Our decisions since Mayo do not undermine Cyber-Source or its application here…..
You can read the entire opinion here: SmartGene v ABL.
ABL has since filed a petition for certiorari, as well as an amicus brief in Alice v. CLS. Its position is that SmartGene should be GVR’d regardless of the outcome in Alice v. CLS (which might issue as soon as tomorrow). From the introduction:
Judge Pauline Newman recently characterized the Federal Circuit as being in a state of jurisprudential “deadlock,” making patent eligibility under 35 U.S.C. § 101 a question “whose result will depend on the random selection of the panel.” CLS Bank Int’l v. Alice Corp. Pty. Ltd., 717 F.3d 1269, 1280 (Fed.
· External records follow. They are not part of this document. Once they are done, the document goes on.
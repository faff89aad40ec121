use glam::{Mat3, Mat4, Quat, Vec3, Vec3A, Vec4};
use itertools::izip;
use smallvec::SmallVec;

const GAMMA: f32 = 2.2;

/// Splat record as stored on disk: 32 bytes, little endian.
#[repr(C)]
#[derive(Clone, Copy, Debug, Default, PartialEq)]
pub struct RawSplat {
    pub position: [f32; 3],
    pub scale: [f32; 3],
    pub color: [u8; 4],
    /// Packed quaternion in w, x, y, z order, each byte mapped to (b - 128) / 128.
    pub rotation: [u8; 4],
}

impl RawSplat {
    pub const SIZE: usize = 32;

    pub fn from_bytes(bytes: &[u8; Self::SIZE]) -> Self {
        let f = |offset: usize| f32::from_le_bytes([bytes[offset], bytes[offset + 1], bytes[offset + 2], bytes[offset + 3]]);
        Self {
            position: [f(0), f(4), f(8)],
            scale: [f(12), f(16), f(20)],
            color: [bytes[24], bytes[25], bytes[26], bytes[27]],
            rotation: [bytes[28], bytes[29], bytes[30], bytes[31]],
        }
    }
}

/// Parses consecutive 32-byte records. A trailing partial record is ignored.
pub fn read_raw_splats(bytes: &[u8]) -> Vec<RawSplat> {
    bytes.chunks_exact(RawSplat::SIZE).map(|chunk| {
        let mut record = [0u8; RawSplat::SIZE];
        record.copy_from_slice(chunk);
        RawSplat::from_bytes(&record)
    }).collect()
}

/// Decomposed splat: position, scale, rotation and linear-space color.
#[derive(Clone, Copy, Debug, PartialEq)]
pub struct SplatSplit {
    pub position: Vec3A,
    pub scale: Vec3A,
    pub rotation: Quat,
    pub color: Vec4,
}

impl SplatSplit {
    pub fn opacity(&self) -> f32 { self.color.w }

    pub fn weight(&self) -> f32 { weight(self) }
}

/// Render form: covariance in the linear block of `transform`, mean in its
/// translation column.
#[derive(Clone, Copy, Debug, Default, PartialEq)]
pub struct Splat {
    pub transform: Mat4,
    pub color: Vec4,
}

impl Splat {
    pub fn new(center: Vec3A, covariance: Mat3, color: Vec4) -> Self {
        let mut transform = Mat4::from_mat3(covariance);
        transform.w_axis = center.extend(1.0);
        Self { transform, color }
    }

    pub fn center(&self) -> Vec3A { Vec3A::from(self.transform.w_axis.truncate()) }

    pub fn covariance(&self) -> Mat3 { Mat3::from_mat4(self.transform) }

    pub fn rgb(&self) -> Vec3A { Vec3A::from(self.color.truncate()) }

    pub fn opacity(&self) -> f32 { self.color.w }

    pub fn volume(&self) -> f32 {
        self.covariance().determinant().max(0.0).sqrt()
    }

    pub fn weight(&self) -> f32 {
        sanitize_weight(self.opacity() * self.volume())
    }
}

pub fn decode(raw: &RawSplat) -> SplatSplit {
    let [w, x, y, z] = raw.rotation.map(|b| (b as f32 - 128.0) / 128.0);
    let rotation = Quat::from_xyzw(x, y, z, w);
    let rotation = if rotation.is_finite() && rotation.length_squared() > 0.0 {
        rotation.normalize()
    } else {
        Quat::IDENTITY
    };

    let [r, g, b, a] = raw.color.map(|c| c as f32 / 255.0);
    SplatSplit {
        position: Vec3A::from_array(raw.position),
        scale: Vec3A::from_array(raw.scale),
        rotation,
        color: Vec4::new(r.powf(GAMMA), g.powf(GAMMA), b.powf(GAMMA), a),
    }
}

pub fn compose(split: &SplatSplit) -> Splat {
    let m = Mat3::from_quat(split.rotation) * Mat3::from_diagonal(Vec3::from(split.scale));
    Splat::new(split.position, m * m.transpose(), split.color)
}

pub fn weight(split: &SplatSplit) -> f32 {
    let scale = split.scale;
    sanitize_weight(split.opacity() * (scale.x * scale.y * scale.z).abs())
}

/// Translates all splats so their mean position sits at the origin.
pub fn recenter(splats: &mut [SplatSplit]) {
    if splats.is_empty() {
        return;
    }
    let mean = splats.iter().fold(Vec3A::ZERO, |acc, s| acc + s.position) / splats.len() as f32;
    for splat in splats.iter_mut() {
        splat.position -= mean;
    }
}

fn sanitize_weight(weight: f32) -> f32 {
    if weight.is_finite() && weight > 0.0 { weight } else { 0.0 }
}

pub(crate) fn normalized_weights(weights: &[f32]) -> SmallVec<[f32; 8]> {
    let mut normalized: SmallVec<[f32; 8]> = weights.iter().map(|&w| sanitize_weight(w)).collect();
    let total = normalized.iter().sum::<f32>();
    if total > 0.0 && total.is_finite() {
        normalized.iter_mut().for_each(|w| *w /= total);
    } else {
        // All-zero weights carry no preference, blend uniformly
        let uniform = 1.0 / normalized.len() as f32;
        normalized.iter_mut().for_each(|w| *w = uniform);
    }
    normalized
}

fn outer(d: Vec3) -> Mat3 {
    Mat3::from_cols(d * d.x, d * d.y, d * d.z)
}

/// Weighted moment-matching merge of any number of splats.
pub fn merge_weighted(splats: &[Splat], weights: &[f32]) -> Splat {
    assert!(!splats.is_empty(), "merge_weighted requires at least one splat");
    assert_eq!(splats.len(), weights.len());
    let weights = normalized_weights(weights);

    let mut center = Vec3A::ZERO;
    let mut color = Vec4::ZERO;
    for (splat, &weight) in izip!(splats, weights.iter()) {
        center = splat.center().mul_add(Vec3A::splat(weight), center);
        color = splat.color.mul_add(Vec4::splat(weight), color);
    }

    let mut covariance = Mat3::ZERO;
    for (splat, &weight) in izip!(splats, weights.iter()) {
        let delta = Vec3::from(splat.center() - center);
        covariance = covariance + (splat.covariance() + outer(delta)) * weight;
    }

    Splat::new(center, covariance, color)
}

pub fn merge(a: &Splat, b: &Splat, wa: f32, wb: f32) -> Splat {
    merge_weighted(&[*a, *b], &[wa, wb])
}

fn trace(m: Mat3) -> f32 {
    m.x_axis.x + m.y_axis.y + m.z_axis.z
}

fn symmetric_kl(a: &Splat, b: &Splat) -> f32 {
    let (cov_a, cov_b) = (a.covariance(), b.covariance());
    let (det_a, det_b) = (cov_a.determinant(), cov_b.determinant());
    if !(det_a > 0.0 && det_b > 0.0 && det_a.is_finite() && det_b.is_finite()) {
        return f32::INFINITY;
    }

    let (inv_a, inv_b) = (cov_a.inverse(), cov_b.inverse());
    if !inv_a.is_finite() || !inv_b.is_finite() {
        return f32::INFINITY;
    }

    let delta = Vec3::from(b.center() - a.center());
    let kl_ab = 0.5 * (trace(inv_b * cov_a) + delta.dot(inv_b * delta) - 3.0 + (det_b / det_a).ln());
    let kl_ba = 0.5 * (trace(inv_a * cov_b) + delta.dot(inv_a * delta) - 3.0 + (det_a / det_b).ln());
    0.5 * (kl_ab + kl_ba)
}

/// Symmetric KL divergence of the two Gaussians plus RGB distance and
/// opacity difference. Singular covariances yield `f32::INFINITY`.
pub fn divergence(a: &Splat, b: &Splat) -> f32 {
    let spatial = symmetric_kl(a, b);
    if !spatial.is_finite() {
        return f32::INFINITY;
    }

    let color = (a.rgb() - b.rgb()).length() + (a.opacity() - b.opacity()).abs();
    let total = spatial + color;
    if total.is_nan() {
        return f32::INFINITY;
    }
    total.max(0.0)
}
Cir. 2013) (hereinafter CLS Bank) (en banc) (Newman, J., dissenting), cert granted, Alice Corp. Pty. Ltd. v. CLS Bank Int’l, 134 S.Ct. 734 (2013) (hereinafter Alice). No better case illustrates the panel-dependent crapshoot that Section 101 jurisprudence has become than this one. Although it is impossible to predict the Court’s forthcoming opinion in Alice, there is little doubt that it will significantly impact the law in this area and break the deadlock in the Federal Circuit.
The decision below is a prime example of the
current dysfunctional state of the law in the Federal Circuit.
You can read the petition here: ABL v. SmartGene petition for writ of certiorari.